_The data:_

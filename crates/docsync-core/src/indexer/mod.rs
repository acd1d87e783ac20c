pub mod dependencies;
pub mod symbols;
#[cfg(test)]
mod tests {
    use super::*;
    use crate::models::{ParsedParameter, SymbolKind};

    fn exported(name: &str, kind: SymbolKind) -> ParsedSymbol {
        let mut symbol = ParsedSymbol::new(name, kind);
        symbol.modifiers.push("export".into());
        symbol
    }

    fn uses(name: &str, kind: SymbolKind, dependency: &str) -> ParsedSymbol {
        let mut symbol = ParsedSymbol::new(name, kind);
        symbol.parameters.push(ParsedParameter {
            name: "x".into(),
            type_name: Some(dependency.into()),
        });
        symbol
    }

    fn file(path: &str, symbols: Vec<ParsedSymbol>) -> ParsedFile {
        ParsedFile {
            path: path.into(),
            symbols,
        }
    }

    #[test]
    fn resolves_exported_symbols_across_files() {
        let tracker = SymbolTracker::from_files(&[
            file("a.ts", vec![exported("Foo", SymbolKind::Class)]),
            file("b.ts", vec![uses("useFoo", SymbolKind::Function, "Foo")]),
        ]);
        let graph = tracker.snapshot();
        assert_eq!(graph.dependencies_of("b.ts:useFoo:function"), ["a.ts:Foo:class"]);
        assert_eq!(graph.dependents_of("a.ts:Foo:class"), ["b.ts:useFoo:function"]);
    }

    #[test]
    fn prefers_same_file_over_exported_match() {
        let graph = SymbolGraph::build(&[
            file("a.ts", vec![exported("Item", SymbolKind::Class)]),
            file(
                "b.ts",
                vec![
                    ParsedSymbol::new("Item", SymbolKind::Class),
                    uses("make", SymbolKind::Function, "Item"),
                ],
            ),
        ]);
        assert_eq!(graph.dependencies_of("b.ts:make:function"), ["b.ts:Item:class"]);
    }

    #[test]
    fn unexported_foreign_symbols_do_not_resolve() {
        let graph = SymbolGraph::build(&[
            file("a.ts", vec![ParsedSymbol::new("Hidden", SymbolKind::Class)]),
            file("b.ts", vec![uses("f", SymbolKind::Function, "Hidden")]),
        ]);
        assert!(graph.dependencies_of("b.ts:f:function").is_empty());
        assert_eq!(graph.stats().unresolved, 1);
    }

    #[test]
    fn malformed_input_is_skipped() {
        let graph = SymbolGraph::build(&[
            file("", vec![exported("Lost", SymbolKind::Class)]),
            file("a.ts", vec![ParsedSymbol::new("  ", SymbolKind::Function)]),
            file("a.ts", vec![]),
            file("c.ts", vec![exported("Kept", SymbolKind::Class)]),
        ]);
        assert_eq!(graph.len(), 1);
        assert_eq!(graph.stats().skipped, 3);
        assert_eq!(graph.stats().warnings.len(), 3);
    }

    #[test]
    fn affected_symbols_are_depth_bounded() {
        let graph = SymbolGraph::build(&[
            file("a.ts", vec![exported("A", SymbolKind::Class)]),
            file("b.ts", vec![{
                let mut s = uses("B", SymbolKind::Class, "A");
                s.modifiers.push("export".into());
                s
            }]),
            file("c.ts", vec![{
                let mut s = uses("C", SymbolKind::Class, "B");
                s.modifiers.push("export".into());
                s
            }]),
        ]);
        let one = graph.affected_symbols("a.ts:A:class", 1);
        assert_eq!(one.len(), 1);
        assert_eq!(one[0].id, "b.ts:B:class");
        let two = graph.affected_symbols("a.ts:A:class", 2);
        assert_eq!(two.len(), 2);
        assert_eq!(two[1].depth, 2);
        assert_eq!(two[1].via, "b.ts:B:class");
        assert!(graph.affected_symbols("a.ts:A:class", 0).is_empty());
    }

    #[test]
    fn cycles_terminate() {
        let graph = SymbolGraph::build(&[file(
            "a.ts",
            vec![
                uses("A", SymbolKind::Class, "B"),
                uses("B", SymbolKind::Class, "A"),
            ],
        )]);
        let affected = graph.affected_symbols("a.ts:A:class", 6);
        assert_eq!(affected.len(), 1);
    }

    #[test]
    fn detect_changes_classifies_and_sorts() {
        let before = SymbolGraph::build(&[
            file(
                "a.ts",
                vec![
                    exported("Foo", SymbolKind::Class),
                    ParsedSymbol::new("helper", SymbolKind::Function),
                    ParsedSymbol::new("gone", SymbolKind::Function),
                ],
            ),
            file("b.ts", vec![uses("useFoo", SymbolKind::Function, "Foo")]),
        ]);
        let mut foo = exported("Foo", SymbolKind::Class);
        foo.description = Some("now documented".into());
        let after = SymbolGraph::build(&[
            file(
                "a.ts",
                vec![
                    foo,
                    ParsedSymbol::new("helper", SymbolKind::Function),
                    ParsedSymbol::new("Shape", SymbolKind::Interface),
                ],
            ),
            file("b.ts", vec![uses("useFoo", SymbolKind::Function, "Foo")]),
        ]);

        let changes = after.detect_changes(&before);
        let summary: Vec<(&str, ChangeType, ImpactLevel)> = changes
            .iter()
            .map(|c| (c.symbol_id.as_str(), c.change_type, c.impact_level))
            .collect();
        assert_eq!(
            summary,
            vec![
                ("a.ts:Foo:class", ChangeType::Modified, ImpactLevel::High),
                ("a.ts:Shape:interface", ChangeType::Added, ImpactLevel::Medium),
                ("a.ts:gone:function", ChangeType::Deleted, ImpactLevel::Low),
            ]
        );
    }

    #[test]
    fn deletion_impact_scales_with_dependents() {
        let mut files = vec![file("core.ts", vec![exported("Core", SymbolKind::Class)])];
        for i in 0..6 {
            files.push(file(
                &format!("user{i}.ts"),
                vec![uses(&format!("u{i}"), SymbolKind::Function, "Core")],
            ));
        }
        let before = SymbolGraph::build(&files);
        files[0].symbols.clear();
        let after = SymbolGraph::build(&files);
        let changes = after.detect_changes(&before);
        assert_eq!(changes.len(), 1);
        assert_eq!(changes[0].change_type, ChangeType::Deleted);
        assert_eq!(changes[0].impact_level, ImpactLevel::High);
        assert_eq!(changes[0].dependents, 6);
    }

    #[test]
    fn same_shape_in_same_file_is_a_rename() {
        let mut old = ParsedSymbol::new("oldName", SymbolKind::Function);
        old.signature = Some("function oldName(x: Config)".into());
        let mut new = ParsedSymbol::new("newName", SymbolKind::Function);
        new.signature = Some("function newName(x: Config)".into());
        let before = SymbolGraph::build(&[file("a.ts", vec![old])]);
        let after = SymbolGraph::build(&[file("a.ts", vec![new])]);
        let changes = after.detect_changes(&before);
        assert_eq!(changes.len(), 1);
        assert_eq!(changes[0].change_type, ChangeType::Renamed);
        assert_eq!(changes[0].previous_name.as_deref(), Some("oldName"));
    }

    #[test]
    fn bare_symbols_are_never_paired_as_renames() {
        let before = SymbolGraph::build(&[file(
            "a.ts",
            vec![ParsedSymbol::new("alpha", SymbolKind::Function)],
        )]);
        let after = SymbolGraph::build(&[file(
            "a.ts",
            vec![ParsedSymbol::new("omega", SymbolKind::Function)],
        )]);
        let changes = after.detect_changes(&before);
        let summary: Vec<(&str, ChangeType)> = changes
            .iter()
            .map(|c| (c.symbol_id.as_str(), c.change_type))
            .collect();
        assert_eq!(summary.len(), 2);
        assert!(summary.contains(&("a.ts:omega:function", ChangeType::Added)));
        assert!(summary.contains(&("a.ts:alpha:function", ChangeType::Deleted)));
    }

    #[test]
    fn renamed_symbol_blanks_whole_identifiers_only() {
        let mut old = ParsedSymbol::new("get", SymbolKind::Function);
        old.signature = Some("function get(getter: Getter)".into());
        let mut new = ParsedSymbol::new("fetch", SymbolKind::Function);
        new.signature = Some("function fetch(getter: Getter)".into());
        let mut unrelated = ParsedSymbol::new("fetch", SymbolKind::Function);
        unrelated.signature = Some("function fetch(ter: Getter)".into());

        assert_eq!(blank_identifier("get(getter) get", "get"), "\u{0}(getter) \u{0}");
        assert_eq!(shape_hash(&old), shape_hash(&new));
        assert_ne!(shape_hash(&old), shape_hash(&unrelated));
    }

    #[test]
    fn readers_keep_old_snapshot_across_rebuild() {
        let tracker = SymbolTracker::from_files(&[file("a.ts", vec![exported("A", SymbolKind::Class)])]);
        let held = tracker.snapshot();
        tracker.build_from_files(&[]);
        assert_eq!(held.len(), 1);
        assert!(tracker.snapshot().is_empty());
    }
}
use std::str::FromStr;

use tokenmint::{GrantType, OAuthRequestConfig, TokenMint};
use url::Url;

#[tokio::main]
async fn main() {
    let config = OAuthRequestConfig::builder()
        .grant_type(GrantType::AuthorizationCode)
        .access_token_url(Url::from_str("https://identity.example.com/oauth2/token").unwrap())
        .authorization_url(Url::from_str("https://identity.example.com/oauth2/authorize").unwrap())
        // The loopback driver binds this host and port to catch the redirect.
        .callback_url(Url::from_str("http://localhost:7878/callback").unwrap())
        .client_id("my-client-id")
        .scope("my-scope")
        .pkce(true)
        .build();

    // The default builder uses the system browser via the loopback driver.
    let mint = TokenMint::builder().build().unwrap();

    println!("Opening the browser; finish logging in there.");
    let acquisition = mint
        .token_with_authorization_code(&config, "my-collection", false)
        .await
        .unwrap();

    let credentials = acquisition.credentials.unwrap();
    println!(
        "got a token ({} exchange(s) recorded, refresh token: {})",
        acquisition.debug.len(),
        credentials.refresh_token.is_some()
    );
}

_About this exercise:_ Given the listing, work out the number of lines in which the word "Deleted" is found, and supply only that number.

_Task result:_ 3